Let the IR guys put them in; you can be doing something else for the time and more money.
 
This is one of the fellowships I haven't read much discussion about.

What are your opinions about the pros and cons of being a hep-bil surgeon?

Much love to HPB surgeons since they handle some pretty interesting and difficult to navigate anatomy, but I never liked any of those operations. The Whipple? Some in General Surgery consider that the specialty's Holy Grail... I used to walk out of those rooms feeling like I just spent the last six to eight hours with a morbidly obese woman sitting on my face the whole time. I don't know what that really means, but I just had a really bad friggin' headache everytime.

Give me a redo-redo fem-peroneal bypass with vein ANY day (good luck finding the vein).
 
Heh...

I actually liked doing Whipples, if only because my PD and I got along well and he played great music in the OR.

Must be the reason I logged 19 of 'em.

Livers? That's another story. :lame:
 
good or bad, depending on you, but agree:

this is a field that requires an academic setting.

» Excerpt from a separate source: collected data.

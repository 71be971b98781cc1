//! Web Push crypto: P-256 key sets, VAPID format check, RFC 8291 payload decryption.

use aes_gcm::aead::{Aead, KeyInit};
use aes_gcm::{Aes128Gcm, Nonce};
use base64::{engine::general_purpose::URL_SAFE_NO_PAD, Engine};
use hkdf::Hkdf;
use p256::ecdh::EphemeralSecret;
use p256::elliptic_curve::sec1::ToEncodedPoint;
use p256::{PublicKey, SecretKey};
use rand::rngs::OsRng;
use rand::RngCore;
use serde::{Deserialize, Serialize};
use sha2::Sha256;
use zeroize::{Zeroize, Zeroizing};

/// Auth secret length (RFC 8291 §3.2).
pub const AUTH_SECRET_LEN: usize = 16;
/// Uncompressed SEC1 P-256 point: 0x04 || x || y.
pub const PUBLIC_KEY_LEN: usize = 65;
/// Base64url (no padding) length of an uncompressed P-256 point.
pub const VAPID_ENCODED_LEN: usize = 87;

const SALT_LEN: usize = 16;
const HEADER_LEN: usize = SALT_LEN + 4 + 1;
const TAG_LEN: usize = 16;
const MIN_RECORD_SIZE: u32 = 18;
const DEFAULT_RECORD_SIZE: u32 = 4096;
const LAST_RECORD_DELIMITER: u8 = 0x02;

const KEY_INFO_PREFIX: &[u8] = b"WebPush: info\0";
const CEK_INFO: &[u8] = b"Content-Encoding: aes128gcm\0";
const NONCE_INFO: &[u8] = b"Content-Encoding: nonce\0";

/// Public half of an instance's key set, encoded for the application server.
#[derive(Debug, Clone, PartialEq, Eq, Hash, Serialize, Deserialize)]
pub struct PublicKeySet {
    /// P-256 public key, uncompressed, base64url without padding.
    pub pub_key: String,
    /// Auth secret, base64url without padding.
    pub auth: String,
}

/// Per-instance Web Push key set. The private key never leaves this type except sealed.
pub struct WebPushKeys {
    secret: SecretKey,
    auth: [u8; AUTH_SECRET_LEN],
}

impl WebPushKeys {
    /// Generate a fresh P-256 key pair and 16 random auth bytes.
    pub fn generate() -> Self {
        let secret = SecretKey::random(&mut OsRng);
        let mut auth = [0u8; AUTH_SECRET_LEN];
        OsRng.fill_bytes(&mut auth);
        Self { secret, auth }
    }

    /// Rebuild from a raw 32-byte scalar and the auth secret.
    pub fn from_parts(secret: &[u8], auth: &[u8]) -> Result<Self, WebPushError> {
        let secret = SecretKey::from_slice(secret).map_err(|_| WebPushError::InvalidKey)?;
        let auth: [u8; AUTH_SECRET_LEN] =
            auth.try_into().map_err(|_| WebPushError::InvalidAuth)?;
        Ok(Self { secret, auth })
    }

    /// Raw private scalar, for sealing at rest.
    pub fn secret_bytes(&self) -> Zeroizing<Vec<u8>> {
        Zeroizing::new(self.secret.to_bytes().to_vec())
    }

    pub fn auth(&self) -> &[u8; AUTH_SECRET_LEN] {
        &self.auth
    }

    pub fn public_key_bytes(&self) -> Vec<u8> {
        self.secret
            .public_key()
            .to_encoded_point(false)
            .as_bytes()
            .to_vec()
    }

    pub fn public_key_set(&self) -> PublicKeySet {
        PublicKeySet {
            pub_key: URL_SAFE_NO_PAD.encode(self.public_key_bytes()),
            auth: URL_SAFE_NO_PAD.encode(self.auth),
        }
    }
}

impl Drop for WebPushKeys {
    fn drop(&mut self) {
        self.auth.zeroize();
    }
}

impl std::fmt::Debug for WebPushKeys {
    fn fmt(&self, f: &mut std::fmt::Formatter<'_>) -> std::fmt::Result {
        f.debug_struct("WebPushKeys")
            .field("public", &self.public_key_set().pub_key)
            .finish_non_exhaustive()
    }
}

fn decode_point(bytes: &[u8]) -> Result<PublicKey, WebPushError> {
    if bytes.len() != PUBLIC_KEY_LEN || bytes[0] != 0x04 {
        return Err(WebPushError::InvalidKey);
    }
    PublicKey::from_sec1_bytes(bytes).map_err(|_| WebPushError::InvalidKey)
}

/// Check that `vapid` is an 87-char base64url uncompressed P-256 point.
pub fn validate_vapid(vapid: &str) -> Result<(), WebPushError> {
    if vapid.len() != VAPID_ENCODED_LEN {
        return Err(WebPushError::InvalidVapid);
    }
    let bytes = URL_SAFE_NO_PAD
        .decode(vapid)
        .map_err(|_| WebPushError::InvalidVapid)?;
    decode_point(&bytes)
        .map(|_| ())
        .map_err(|_| WebPushError::InvalidVapid)
}

/// RFC 8291 §3.4 key schedule. Returns (CEK, nonce) for the single record.
fn derive_content_keys(
    ecdh_secret: &[u8],
    auth: &[u8],
    ua_public: &[u8],
    as_public: &[u8],
    salt: &[u8],
) -> Result<(Zeroizing<[u8; 16]>, [u8; 12]), WebPushError> {
    let mut key_info = Vec::with_capacity(KEY_INFO_PREFIX.len() + 2 * PUBLIC_KEY_LEN);
    key_info.extend_from_slice(KEY_INFO_PREFIX);
    key_info.extend_from_slice(ua_public);
    key_info.extend_from_slice(as_public);

    let mut ikm = Zeroizing::new([0u8; 32]);
    Hkdf::<Sha256>::new(Some(auth), ecdh_secret)
        .expand(&key_info, &mut ikm[..])
        .map_err(|_| WebPushError::KeyDerivation)?;

    let hk = Hkdf::<Sha256>::new(Some(salt), &ikm[..]);
    let mut cek = Zeroizing::new([0u8; 16]);
    hk.expand(CEK_INFO, &mut cek[..])
        .map_err(|_| WebPushError::KeyDerivation)?;
    let mut nonce = [0u8; 12];
    hk.expand(NONCE_INFO, &mut nonce)
        .map_err(|_| WebPushError::KeyDerivation)?;
    Ok((cek, nonce))
}

/// Decrypt an `aes128gcm` push body (RFC 8188 header, single record) for `keys`.
pub fn decrypt(keys: &WebPushKeys, body: &[u8]) -> Result<Vec<u8>, WebPushError> {
    if body.len() < HEADER_LEN {
        return Err(WebPushError::Truncated);
    }
    let salt = &body[..SALT_LEN];
    let record_size = u32::from_be_bytes([body[16], body[17], body[18], body[19]]);
    let id_len = body[20] as usize;
    if id_len != PUBLIC_KEY_LEN || record_size < MIN_RECORD_SIZE {
        return Err(WebPushError::InvalidHeader);
    }
    if body.len() < HEADER_LEN + id_len + TAG_LEN {
        return Err(WebPushError::Truncated);
    }
    let as_public = &body[HEADER_LEN..HEADER_LEN + id_len];
    let ciphertext = &body[HEADER_LEN + id_len..];
    if ciphertext.len() > record_size as usize {
        // Push payloads are a single record.
        return Err(WebPushError::InvalidHeader);
    }

    let sender = decode_point(as_public)?;
    let shared = p256::ecdh::diffie_hellman(keys.secret.to_nonzero_scalar(), sender.as_affine());
    let (cek, nonce) = derive_content_keys(
        shared.raw_secret_bytes().as_slice(),
        &keys.auth,
        &keys.public_key_bytes(),
        as_public,
        salt,
    )?;

    let cipher = Aes128Gcm::new_from_slice(&cek[..]).map_err(|_| WebPushError::KeyDerivation)?;
    let mut plain = cipher
        .decrypt(Nonce::from_slice(&nonce), ciphertext)
        .map_err(|_| WebPushError::Decrypt)?;

    let delimiter = plain
        .iter()
        .rposition(|&b| b != 0)
        .ok_or(WebPushError::Padding)?;
    if plain[delimiter] != LAST_RECORD_DELIMITER {
        return Err(WebPushError::Padding);
    }
    plain.truncate(delimiter);
    Ok(plain)
}

/// Encrypt `plaintext` for a [`PublicKeySet`], as an application server would.
pub fn encrypt(recipient: &PublicKeySet, plaintext: &[u8]) -> Result<Vec<u8>, WebPushError> {
    let ua_public = URL_SAFE_NO_PAD
        .decode(&recipient.pub_key)
        .map_err(|_| WebPushError::InvalidKey)?;
    let ua_key = decode_point(&ua_public)?;
    let auth = URL_SAFE_NO_PAD
        .decode(&recipient.auth)
        .map_err(|_| WebPushError::InvalidAuth)?;
    if auth.len() != AUTH_SECRET_LEN {
        return Err(WebPushError::InvalidAuth);
    }

    let ephemeral = EphemeralSecret::random(&mut OsRng);
    let as_public = ephemeral.public_key().to_encoded_point(false);
    let shared = ephemeral.diffie_hellman(&ua_key);
    let mut salt = [0u8; SALT_LEN];
    OsRng.fill_bytes(&mut salt);

    let (cek, nonce) = derive_content_keys(
        shared.raw_secret_bytes().as_slice(),
        &auth,
        &ua_public,
        as_public.as_bytes(),
        &salt,
    )?;
    let cipher = Aes128Gcm::new_from_slice(&cek[..]).map_err(|_| WebPushError::KeyDerivation)?;
    let mut record = Zeroizing::new(Vec::with_capacity(plaintext.len() + 1));
    record.extend_from_slice(plaintext);
    record.push(LAST_RECORD_DELIMITER);
    let ciphertext = cipher
        .encrypt(Nonce::from_slice(&nonce), record.as_slice())
        .map_err(|_| WebPushError::Encrypt)?;

    let record_size = DEFAULT_RECORD_SIZE.max(ciphertext.len() as u32);
    let mut out = Vec::with_capacity(HEADER_LEN + PUBLIC_KEY_LEN + ciphertext.len());
    out.extend_from_slice(&salt);
    out.extend_from_slice(&record_size.to_be_bytes());
    out.push(PUBLIC_KEY_LEN as u8);
    out.extend_from_slice(as_public.as_bytes());
    out.extend_from_slice(&ciphertext);
    Ok(out)
}

#[derive(Debug, thiserror::Error)]
pub enum WebPushError {
    #[error("invalid P-256 public key")]
    InvalidKey,
    #[error("invalid auth secret")]
    InvalidAuth,
    #[error("VAPID key must be an 87-char base64url uncompressed P-256 point")]
    InvalidVapid,
    #[error("payload truncated")]
    Truncated,
    #[error("invalid aes128gcm header")]
    InvalidHeader,
    #[error("key derivation failed")]
    KeyDerivation,
    #[error("encryption failed")]
    Encrypt,
    #[error("decryption failed")]
    Decrypt,
    #[error("invalid record padding")]
    Padding,
}

#[cfg(test)]
mod tests {
    use super::*;

    #[test]
    fn public_key_set_encoding() {
        let keys = WebPushKeys::generate();
        let set = keys.public_key_set();
        assert_eq!(set.pub_key.len(), VAPID_ENCODED_LEN);
        assert!(!set.pub_key.contains('='));
        assert_eq!(URL_SAFE_NO_PAD.decode(&set.auth).unwrap().len(), AUTH_SECRET_LEN);
    }

    #[test]
    fn encrypt_decrypt_roundtrip() {
        let keys = WebPushKeys::generate();
        let body = encrypt(&keys.public_key_set(), b"hello push").unwrap();
        assert_eq!(decrypt(&keys, &body).unwrap(), b"hello push");
    }

    #[test]
    fn empty_payload_roundtrip() {
        let keys = WebPushKeys::generate();
        let body = encrypt(&keys.public_key_set(), b"").unwrap();
        assert!(decrypt(&keys, &body).unwrap().is_empty());
    }

    #[test]
    fn from_parts_restores_same_keys() {
        let keys = WebPushKeys::generate();
        let restored = WebPushKeys::from_parts(&keys.secret_bytes(), keys.auth()).unwrap();
        assert_eq!(restored.public_key_set(), keys.public_key_set());
        let body = encrypt(&keys.public_key_set(), b"restored").unwrap();
        assert_eq!(decrypt(&restored, &body).unwrap(), b"restored");
    }

    #[test]
    fn other_instance_keys_fail() {
        let keys = WebPushKeys::generate();
        let other = WebPushKeys::generate();
        let body = encrypt(&keys.public_key_set(), b"secret").unwrap();
        assert!(matches!(decrypt(&other, &body), Err(WebPushError::Decrypt)));
    }

    #[test]
    fn tampered_ciphertext_fails() {
        let keys = WebPushKeys::generate();
        let mut body = encrypt(&keys.public_key_set(), b"secret").unwrap();
        let last = body.len() - 1;
        body[last] ^= 0x01;
        assert!(decrypt(&keys, &body).is_err());
    }

    #[test]
    fn short_or_garbage_body_fails() {
        let keys = WebPushKeys::generate();
        assert!(matches!(decrypt(&keys, b"short"), Err(WebPushError::Truncated)));
        assert!(decrypt(&keys, &[0u8; 200]).is_err());
    }

    #[test]
    fn vapid_accepts_uncompressed_point() {
        let keys = WebPushKeys::generate();
        assert!(validate_vapid(&keys.public_key_set().pub_key).is_ok());
    }

    #[test]
    fn vapid_rejects_malformed() {
        let keys = WebPushKeys::generate();
        let good = keys.public_key_set().pub_key;
        assert!(validate_vapid("").is_err());
        assert!(validate_vapid(&good[..86]).is_err());
        assert!(validate_vapid(&format!("{good}=")).is_err());
        assert!(validate_vapid(&"A".repeat(VAPID_ENCODED_LEN)).is_err());
        let std_alphabet = good.replace('-', "+").replace('_', "/");
        if std_alphabet != good {
            assert!(validate_vapid(&std_alphabet).is_err());
        }
    }

    #[test]
    fn from_parts_rejects_bad_auth() {
        let keys = WebPushKeys::generate();
        assert!(matches!(
            WebPushKeys::from_parts(&keys.secret_bytes(), &[0u8; 3]),
            Err(WebPushError::InvalidAuth)
        ));
    }
}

yes, the pts are often sick

the anatomy is good, the surgeries are slick, the property is high value real estate, and the physiology is awesome. i will never be bored by trying to figure out how these organs work

sure pancreatic outcomes suck, but liver resections do much better. particularly for metast colon cancer, much better than 30% survival rates - at least 50% at 5 years according to some series, some as high as 75% or more with reasonable disease-free survival. so you can offer some of these pts a cure.

and you can do HPB through surg onc. MSK has a HPB track of their surg onc fellowship. that bypassess turf wars and such.
 
On a related note, what about those "Upper GI Surgery" fellowships?

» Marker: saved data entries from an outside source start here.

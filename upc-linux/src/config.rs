//! Load config from file and environment.

use std::path::{Path, PathBuf};

use serde::Deserialize;
use upc_core::{ConnectorConfig, KeyStorage, PeerProtocol};

/// A distributor reachable over a Unix socket.
#[derive(Debug, Clone, PartialEq, Eq, Deserialize)]
#[serde(deny_unknown_fields)]
pub struct DistributorConfig {
    pub id: String,
    pub socket: PathBuf,
    #[serde(default = "default_protocol")]
    pub protocol: PeerProtocol,
    #[serde(default)]
    pub features: Vec<String>,
}

fn default_protocol() -> PeerProtocol {
    PeerProtocol::Handshake
}

/// Daemon configuration. File: ~/.config/upc/config.toml or /etc/upc/config.toml.
/// Env overrides: UPC_STORE_PATH, UPC_DISTRIBUTOR_SOCKET, UPC_APPLICATION, UPC_KEY_STORAGE.
#[derive(Debug, Clone, Deserialize)]
#[serde(deny_unknown_fields)]
pub struct Config {
    /// Store image (default ~/.local/share/upc/store.json).
    #[serde(default = "default_store_path")]
    pub store_path: PathBuf,
    /// Distributor to bind; when unset and exactly one candidate exists it is used.
    #[serde(default)]
    pub distributor: Option<String>,
    /// Features a distributor must advertise to be a candidate.
    #[serde(default)]
    pub required_features: Vec<String>,
    /// Seconds between peer directory scans (default 10).
    #[serde(default = "default_scan_interval")]
    pub scan_interval_secs: u64,
    /// VAPID public key sent when registering the default instance.
    #[serde(default)]
    pub vapid: Option<String>,
    #[serde(default)]
    pub distributors: Vec<DistributorConfig>,
    #[serde(default)]
    pub connector: ConnectorConfig,
}

fn default_store_path() -> PathBuf {
    let data = std::env::var_os("XDG_DATA_HOME")
        .map(PathBuf::from)
        .or_else(|| std::env::var_os("HOME").map(|h| PathBuf::from(h).join(".local/share")));
    match data {
        Some(d) => d.join("upc/store.json"),
        None => PathBuf::from("/var/lib/upc/store.json"),
    }
}
fn default_scan_interval() -> u64 {
    10
}

impl Default for Config {
    fn default() -> Self {
        Self {
            store_path: default_store_path(),
            distributor: None,
            required_features: Vec::new(),
            scan_interval_secs: default_scan_interval(),
            vapid: None,
            distributors: Vec::new(),
            connector: ConnectorConfig::default(),
        }
    }
}

/// Id given to the distributor defined through UPC_DISTRIBUTOR_SOCKET.
pub const ENV_DISTRIBUTOR_ID: &str = "env";

/// Load config: merge default, then config file (if present), then env vars.
pub fn load() -> Config {
    let mut c = load_file().unwrap_or_default();
    apply_env(&mut c, |k| std::env::var(k).ok());
    c
}

fn apply_env(c: &mut Config, var: impl Fn(&str) -> Option<String>) {
    if let Some(p) = var("UPC_STORE_PATH") {
        c.store_path = PathBuf::from(p);
    }
    if let Some(app) = var("UPC_APPLICATION") {
        c.connector.application = app;
    }
    if let Some(s) = var("UPC_KEY_STORAGE") {
        match s.parse::<KeyStorage>() {
            Ok(k) => c.connector.key_storage = k,
            Err(e) => log::warn!("ignoring UPC_KEY_STORAGE: {}", e),
        }
    }
    if let Some(socket) = var("UPC_DISTRIBUTOR_SOCKET") {
        c.distributors.retain(|d| d.id != ENV_DISTRIBUTOR_ID);
        c.distributors.push(DistributorConfig {
            id: ENV_DISTRIBUTOR_ID.to_string(),
            socket: PathBuf::from(socket),
            protocol: default_protocol(),
            features: Vec::new(),
        });
        c.distributor = Some(ENV_DISTRIBUTOR_ID.to_string());
    }
}

fn config_paths() -> Vec<PathBuf> {
    let home = std::env::var_os("HOME").map(PathBuf::from);
    let mut out = Vec::new();
    if let Some(h) = home {
        out.push(h.join(".config/upc/config.toml"));
    }
    out.push(PathBuf::from("/etc/upc/config.toml"));
    out
}

fn load_file() -> Option<Config> {
    let path = config_paths().into_iter().find(|p| p.exists())?;
    parse_file(&path)
}

fn parse_file(path: &Path) -> Option<Config> {
    let s = match std::fs::read_to_string(path) {
        Ok(s) => s,
        Err(e) => {
            log::warn!("cannot read {}: {}", path.display(), e);
            return None;
        }
    };
    match toml::from_str::<Config>(&s) {
        Ok(c) => Some(c),
        Err(e) => {
            log::warn!("invalid config {}, using defaults: {}", path.display(), e);
            None
        }
    }
}

#[cfg(test)]
mod tests {
    use super::*;

    #[test]
    fn file_with_distributors_parses() {
        let dir = tempfile::tempdir().unwrap();
        let path = dir.path().join("config.toml");
        std::fs::write(
            &path,
            r#"
store_path = "/tmp/upc.json"
distributor = "sun"
required_features = ["org.unifiedpush.android.distributor.feature.BYTES_MESSAGE"]

[connector]
application = "org.example.chat"
key_storage = "plain"

[[distributors]]
id = "sun"
socket = "/run/user/1000/sun.sock"

[[distributors]]
id = "old"
socket = "/run/old.sock"
protocol = "legacy"
"#,
        )
        .unwrap();
        let c = parse_file(&path).unwrap();
        assert_eq!(c.store_path, PathBuf::from("/tmp/upc.json"));
        assert_eq!(c.distributor.as_deref(), Some("sun"));
        assert_eq!(c.connector.application, "org.example.chat");
        assert_eq!(c.connector.key_storage, KeyStorage::Plain);
        assert_eq!(c.distributors[0].protocol, PeerProtocol::Handshake);
        assert_eq!(c.distributors[1].protocol, PeerProtocol::Legacy);
        assert_eq!(c.scan_interval_secs, 10);
    }

    #[test]
    fn invalid_file_falls_back() {
        let dir = tempfile::tempdir().unwrap();
        let path = dir.path().join("config.toml");
        std::fs::write(&path, "unknown_key = 1").unwrap();
        assert!(parse_file(&path).is_none());
    }

    #[test]
    fn env_overrides_apply() {
        let mut c = Config::default();
        apply_env(&mut c, |k| match k {
            "UPC_STORE_PATH" => Some("/data/store.json".into()),
            "UPC_APPLICATION" => Some("org.example.env".into()),
            "UPC_KEY_STORAGE" => Some("plain".into()),
            "UPC_DISTRIBUTOR_SOCKET" => Some("/run/d.sock".into()),
            _ => None,
        });
        assert_eq!(c.store_path, PathBuf::from("/data/store.json"));
        assert_eq!(c.connector.application, "org.example.env");
        assert_eq!(c.connector.key_storage, KeyStorage::Plain);
        assert_eq!(c.distributor.as_deref(), Some(ENV_DISTRIBUTOR_ID));
        assert_eq!(c.distributors.len(), 1);
        assert_eq!(c.distributors[0].socket, PathBuf::from("/run/d.sock"));
    }

    #[test]
    fn bad_key_storage_env_ignored() {
        let mut c = Config::default();
        apply_env(&mut c, |k| (k == "UPC_KEY_STORAGE").then(|| "vault".to_string()));
        assert_eq!(c.connector.key_storage, KeyStorage::Keyring);
    }
}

Is there any distinct advantage to doing such a fellowship or does a GS residency prepare you enough to do operations considered "Upper GI Surgery"?
 
On a related note, what about those "Upper GI Surgery" fellowships?

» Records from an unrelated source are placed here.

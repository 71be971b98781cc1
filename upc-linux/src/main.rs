// UnifiedPush connector daemon: keeps one instance registered with a local distributor.

mod config;
mod directory;
mod keyring;
mod service;
mod transport;
mod wire;

use std::sync::Arc;

use anyhow::Context;
use upc_core::{Connector, DefaultKeyManager, FileBackend, KeyManager, KeyStorage, Store};

const VERSION: &str = env!("CARGO_PKG_VERSION");

fn main() -> anyhow::Result<()> {
    let mut instance = None;
    let mut args = std::env::args().skip(1);
    while let Some(arg) = args.next() {
        match arg.as_str() {
            "--version" | "-V" => {
                println!("upc-linux {}", VERSION);
                return Ok(());
            }
            "--instance" => instance = args.next(),
            other => anyhow::bail!("unknown argument {:?}", other),
        }
    }

    env_logger::Builder::from_env(env_logger::Env::default().default_filter_or("info")).init();
    let cfg = config::load();

    let backend = FileBackend::open(&cfg.store_path)
        .with_context(|| format!("opening store {}", cfg.store_path.display()))?;
    let store = Arc::new(Store::open(backend));
    let keys: Arc<dyn KeyManager> = match cfg.connector.key_storage {
        KeyStorage::Keyring => Arc::new(DefaultKeyManager::wrapped(
            Arc::clone(&store),
            keyring::KeyringWrappingKey::new(&cfg.connector.application),
        )),
        KeyStorage::Plain => Arc::new(DefaultKeyManager::plain(Arc::clone(&store))),
    };
    let connector = Arc::new(Connector::new(store, keys, cfg.connector.clone()));
    let instance = instance.unwrap_or_else(|| cfg.connector.default_instance.clone());

    let rt = tokio::runtime::Runtime::new()?;
    rt.block_on(async {
        let transport = Arc::new(transport::SocketTransport::new());
        let (service, events) = service::Service::new(connector, transport.clone());
        let service = Arc::new(service);
        service::spawn_consumer(events, Arc::new(service::LogReceiver));

        let auto = transport::AutoRegister {
            instance,
            vapid: cfg.vapid.clone(),
            features: cfg.required_features.clone(),
        };
        let available = directory::scan(&cfg.distributors);
        if directory::choose(&cfg, &available).is_none() {
            log::warn!("no distributor selected, waiting for one to appear");
            let (instance, vapid, features) =
                (auto.instance.clone(), auto.vapid.clone(), auto.features.clone());
            if let Err(e) = service.register(instance, None, vapid, features).await {
                log::error!("register failed: {}", e);
            }
        }

        tokio::spawn(directory::run_directory(
            cfg.clone(),
            transport.clone(),
            service.clone(),
            auto,
        ));
        shutdown_signal().await
    })?;
    Ok(())
}

/// Wait for Ctrl+C or SIGTERM (Unix).
async fn shutdown_signal() -> anyhow::Result<()> {
    use tokio::signal::unix::{signal, SignalKind};
    let mut sigterm = signal(SignalKind::terminate()).context("installing SIGTERM handler")?;
    tokio::select! {
        _ = tokio::signal::ctrl_c() => {}
        _ = sigterm.recv() => {}
    }
    log::info!("shutting down");
    Ok(())
}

Is there any distinct advantage to doing such a fellowship or does a GS residency prepare you enough to do operations considered "Upper GI Surgery"?

Dunno sounds like a marketing thing to me (which is the reason I chose to do my fellowship). Looks like its mostly endoscopy with some MIS (ie, GBP, Nissens, etc.) stuff thrown in.

It would depend on your residency. We did tons of Nissens in mine (Children's Hospital with lots of neurologically impaired kids), as well as GBP. The more advanced upper GI laparoscopic cases would be done by the MIS or Bariatric fellows, but you should at least have the basics down from any general surgery residency.

Pretty soon you'll start to see fellowships in hernia surgery or central GI.🙄
 
Hey man, get off their page. Can't you see at the bottom where it clearly states:

This is a Canadian web site. It's content is intended only for residents in Canada.

The nerve of some Americans... With their knowldge of its vs. it's and reading about our clinics. Srsly.

:laugh:
 
Hepatobiliary is a solid specialty, but is generally reserved for those interested in academic practice. You can go about this via a HPB fellowship, Surg Onc, or Transplant (depending on if that program does lots of livers, and non-transplant related hepatobiliary procedures).

Its a great specialty, but it is competitive once your out in the world. My center has HPB performed by surg onc, a gen surgeon, and transplanters. If you are interested in the procedures and multi-disciplinary care for these patients, then its a great field.

You can find cons for any surgical subspeciality or any subspecialty for that matter. What subspecialty doesnt have its share of difficult cases or challenging patients?